[Collected data]
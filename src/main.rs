//! Identity reputation server HTTP entrypoint.
//!
//! This binary launches an Axum-based HTTP server exposing the trust-graph
//! surface: signed vouch/proof/punish actions, role management, and balance
//! queries.
//!
//! Endpoints:
//! - `POST /vouch/{user}` – signed vouch for a user
//! - `GET /idt/{user}` – read a user's IDT balance
//! - `POST /proof/{user}` – moderator sets a proof balance
//! - `POST /punish/{user}` – moderator issues a penalty
//! - `GET /is_moderator/{user}`, `GET /moderators` – moderator queries
//! - `POST /add_moderator/{user}`, `POST /remove_moderator/{user}` – admin role grants
//! - `GET /is_admin/{user}`, `GET /admins` – admin queries
//! - `POST /add_admin/{user}`, `POST /remove_admin/{user}` – admin set management
//!
//! Environment:
//! - `.env` values loaded at startup
//! - `HOST`, `PORT` control the binding address (default 0.0.0.0:8000)
//! - `admins.json`, `moderators.json`, `genesis.json` seed state if present

use axum::Router;
use axum::http::Method;
use dotenvy::dotenv;
use std::net::SocketAddr;
use std::sync::Arc;
use tokio::signal::unix::{SignalKind, signal};
use tower_http::cors;

use idt_server::bootstrap;
use idt_server::config::Config;
use idt_server::handlers;
use idt_server::service::IdentityService;
use idt_server::telemetry::Telemetry;

/// Initializes the identity server.
///
/// - Loads `.env` variables.
/// - Registers tracing.
/// - Ingests bootstrap state files.
/// - Starts an Axum HTTP server with the trust-graph handlers.
#[tokio::main]
async fn main() -> Result<(), Box<dyn std::error::Error>> {
    // Load .env variables
    dotenv().ok();

    let telemetry = Telemetry::new()
        .with_name(env!("CARGO_PKG_NAME"))
        .with_version(env!("CARGO_PKG_VERSION"))
        .register();

    let config = Config::load()?;

    let service = Arc::new(IdentityService::new());
    bootstrap::load_state_files(&service, &config)?;

    let http_endpoints = Router::new()
        .merge(handlers::routes().with_state(service))
        .layer(telemetry.http_tracing())
        .layer(
            cors::CorsLayer::new()
                .allow_origin(cors::Any)
                .allow_methods([Method::GET, Method::POST])
                .allow_headers(cors::Any),
        );

    let addr = SocketAddr::new(config.host(), config.port());
    tracing::info!("Starting server at http://{}", addr);

    let listener = tokio::net::TcpListener::bind(addr)
        .await
        .unwrap_or_else(|e| {
            tracing::error!("Failed to bind to {}: {}", addr, e);
            std::process::exit(1);
        });

    // Serve until SIGTERM or SIGINT, then drain in-flight requests.
    let mut sigterm = signal(SignalKind::terminate())?;
    let mut sigint = signal(SignalKind::interrupt())?;
    let graceful_shutdown = async move {
        tokio::select! {
            _ = sigterm.recv() => {}
            _ = sigint.recv() => {}
        }
        tracing::info!("shutdown signal received");
    };
    axum::serve(listener, http_endpoints)
        .with_graceful_shutdown(graceful_shutdown)
        .await?;

    Ok(())
}
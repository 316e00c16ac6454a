//! Startup ingestion of bootstrap state files.
//!
//! Three optional files are read once at startup: `admins.json` and
//! `moderators.json` (JSON arrays of base58 identities, inserted into the
//! role sets unconditionally) and `genesis.json` (an array of
//! `{ "user", "idt" }` records written as proof records with the reserved
//! genesis proof id, bypassing the proof-balance bound). A missing file is
//! skipped; a present-but-malformed file is a startup error.

use serde::Deserialize;
use serde::de::DeserializeOwned;
use std::fs;
use std::path::{Path, PathBuf};

use crate::config::Config;
use crate::identity::Identity;
use crate::service::{ApiError, IdentityService};

/// One genesis balance record.
#[derive(Debug, Clone, Deserialize)]
pub struct GenesisEntry {
    pub user: Identity,
    pub idt: u64,
}

#[derive(Debug, thiserror::Error)]
pub enum BootstrapError {
    #[error("Failed to read bootstrap file at {0}: {1}")]
    FileRead(PathBuf, std::io::Error),
    #[error("Failed to parse bootstrap file at {0}: {1}")]
    JsonParse(PathBuf, serde_json::Error),
    #[error("Failed to ingest bootstrap state: {0}")]
    Ingest(#[from] ApiError),
}

/// Loads whichever bootstrap files exist and feeds them into the service.
pub fn load_state_files(service: &IdentityService, config: &Config) -> Result<(), BootstrapError> {
    if let Some(admins) = read_if_present::<Vec<Identity>>(config.admins_file())? {
        tracing::info!(count = admins.len(), "loading bootstrap admins");
        for admin in admins {
            service.bootstrap_admin(admin)?;
        }
    }
    if let Some(moderators) = read_if_present::<Vec<Identity>>(config.moderators_file())? {
        tracing::info!(count = moderators.len(), "loading bootstrap moderators");
        for moderator in moderators {
            service.bootstrap_moderator(moderator)?;
        }
    }
    if let Some(genesis) = read_if_present::<Vec<GenesisEntry>>(config.genesis_file())? {
        tracing::info!(count = genesis.len(), "loading genesis balances");
        for entry in genesis {
            service.bootstrap_genesis(entry.user, entry.idt)?;
        }
    }
    Ok(())
}

fn read_if_present<T: DeserializeOwned>(path: &Path) -> Result<Option<T>, BootstrapError> {
    if !path.exists() {
        return Ok(None);
    }
    let content = fs::read_to_string(path)
        .map_err(|e| BootstrapError::FileRead(path.to_path_buf(), e))?;
    let parsed = serde_json::from_str(&content)
        .map_err(|e| BootstrapError::JsonParse(path.to_path_buf(), e))?;
    Ok(Some(parsed))
}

TASK REQUIREMENTS: Each line of the data must be copied exactly as it appears.

REPLY:
filename src/main.rs
//! Identity reputation server HTTP entrypoint.
//!
//! This binary launches an Axum-based HTTP server exposing the trust-graph
//! surface: signed vouch/proof/punish actions, role management, and balance
//! queries.
//!
//! Endpoints:
//! - `POST /vouch/{user}` – signed vouch for a user
//! - `GET /idt/{user}` – read a user's IDT balance
//! - `POST /proof/{user}` – moderator sets a proof balance
//! - `POST /punish/{user}` – moderator issues a penalty
//! - `GET /is_moderator/{user}`, `GET /moderators` – moderator queries
//! - `POST /add_moderator/{user}`, `POST /remove_moderator/{user}` – admin role grants
//! - `GET /is_admin/{user}`, `GET /admins` – admin queries
//! - `POST /add_admin/{user}`, `POST /remove_admin/{user}` – admin set management
//!
//! Environment:
//! - `.env` values loaded at startup
//! - `HOST`, `PORT` control the binding address (default 0.0.0.0:8000)
//! - `admins.json`, `moderators.json`, `genesis.json` seed state if present

use axum::Router;
use axum::http::Method;
use dotenvy::dotenv;
use std::net::SocketAddr;
use std::sync::Arc;
use tokio::signal::unix::{SignalKind, signal};
use tower_http::cors;

use idt_server::bootstrap;
use idt_server::config::Config;
use idt_server::handlers;
use idt_server::service::IdentityService;
use idt_server::telemetry::Telemetry;

/// Initializes the identity server.
///
/// - Loads `.env` variables.
/// - Registers tracing.
/// - Ingests bootstrap state files.
/// - Starts an Axum HTTP server with the trust-graph handlers.
#[tokio::main]
async fn main() -> Result<(), Box<dyn std::error::Error>> {
    // Load .env variables
    dotenv().ok();

    let telemetry = Telemetry::new()
        .with_name(env!("CARGO_PKG_NAME"))
        .with_version(env!("CARGO_PKG_VERSION"))
        .register();

    let config = Config::load()?;

    let service = Arc::new(IdentityService::new());
    bootstrap::load_state_files(&service, &config)?;

    let http_endpoints = Router::new()
        .merge(handlers::routes().with_state(service))
        .layer(telemetry.http_tracing())
        .layer(
            cors::CorsLayer::new()
                .allow_origin(cors::Any)
                .allow_methods([Method::GET, Method::POST])
                .allow_headers(cors::Any),
        );

    let addr = SocketAddr::new(config.host(), config.port());
    tracing::info!("Starting server at http://{}", addr);

    let listener = tokio::net::TcpListener::bind(addr)
        .await
        .unwrap_or_else(|e| {
            tracing::error!("Failed to bind to {}: {}", addr, e);
            std::process::exit(1);
        });

    // Serve until SIGTERM or SIGINT, then drain in-flight requests.
    let mut sigterm = signal(SignalKind::terminate())?;
    let mut sigint = signal(SignalKind::interrupt())?;
    let graceful_shutdown = async move {
        tokio::select! {
            _ = sigterm.recv() => {}
            _ = sigint.recv() => {}
        }
        tracing::info!("shutdown signal received");
    };
    axum::serve(listener, http_endpoints)
        .with_graceful_shutdown(graceful_shutdown)
        .await?;

    Ok(())
}
repository 316e00c16ac6454a
//! Startup ingestion of bootstrap state files.
//!
//! Three optional files are read once at startup: `admins.json` and
//! `moderators.json` (JSON arrays of base58 identities, inserted into the
//! role sets unconditionally) and `genesis.json` (an array of
//! `{ "user", "idt" }` records written as proof records with the reserved
//! genesis proof id, bypassing the proof-balance bound). A missing file is
//! skipped; a present-but-malformed file is a startup error.

use serde::Deserialize;
use serde::de::DeserializeOwned;
use std::fs;
use std::path::{Path, PathBuf};

use crate::config::Config;
use crate::identity::Identity;
use crate::service::{ApiError, IdentityService};

/// One genesis balance record.
#[derive(Debug, Clone, Deserialize)]
pub struct GenesisEntry {
    pub user: Identity,
    pub idt: u64,
}

#[derive(Debug, thiserror::Error)]
pub enum BootstrapError {
    #[error("Failed to read bootstrap file at {0}: {1}")]
    FileRead(PathBuf, std::io::Error),
    #[error("Failed to parse bootstrap file at {0}: {1}")]
    JsonParse(PathBuf, serde_json::Error),
    #[error("Failed to ingest bootstrap state: {0}")]
    Ingest(#[from] ApiError),
}

/// Loads whichever bootstrap files exist and feeds them into the service.
pub fn load_state_files(service: &IdentityService, config: &Config) -> Result<(), BootstrapError> {
    if let Some(admins) = read_if_present::<Vec<Identity>>(config.admins_file())? {
        tracing::info!(count = admins.len(), "loading bootstrap admins");
        for admin in admins {
            service.bootstrap_admin(admin)?;
        }
    }
    if let Some(moderators) = read_if_present::<Vec<Identity>>(config.moderators_file())? {
        tracing::info!(count = moderators.len(), "loading bootstrap moderators");
        for moderator in moderators {
            service.bootstrap_moderator(moderator)?;
        }
    }
    if let Some(genesis) = read_if_present::<Vec<GenesisEntry>>(config.genesis_file())? {
        tracing::info!(count = genesis.len(), "loading genesis balances");
        for entry in genesis {
            service.bootstrap_genesis(entry.user, entry.idt)?;
        }
    }
    Ok(())
}

fn read_if_present<T: DeserializeOwned>(path: &Path) -> Result<Option<T>, BootstrapError> {
    if !path.exists() {
        return Ok(None);
    }
    let content = fs::read_to_string(path)
        .map_err(|e| BootstrapError::FileRead(path.to_path_buf(), e))?;
    let parsed = serde_json::from_str(&content)
        .map_err(|e| BootstrapError::JsonParse(path.to_path_buf(), e))?;
    Ok(Some(parsed))
}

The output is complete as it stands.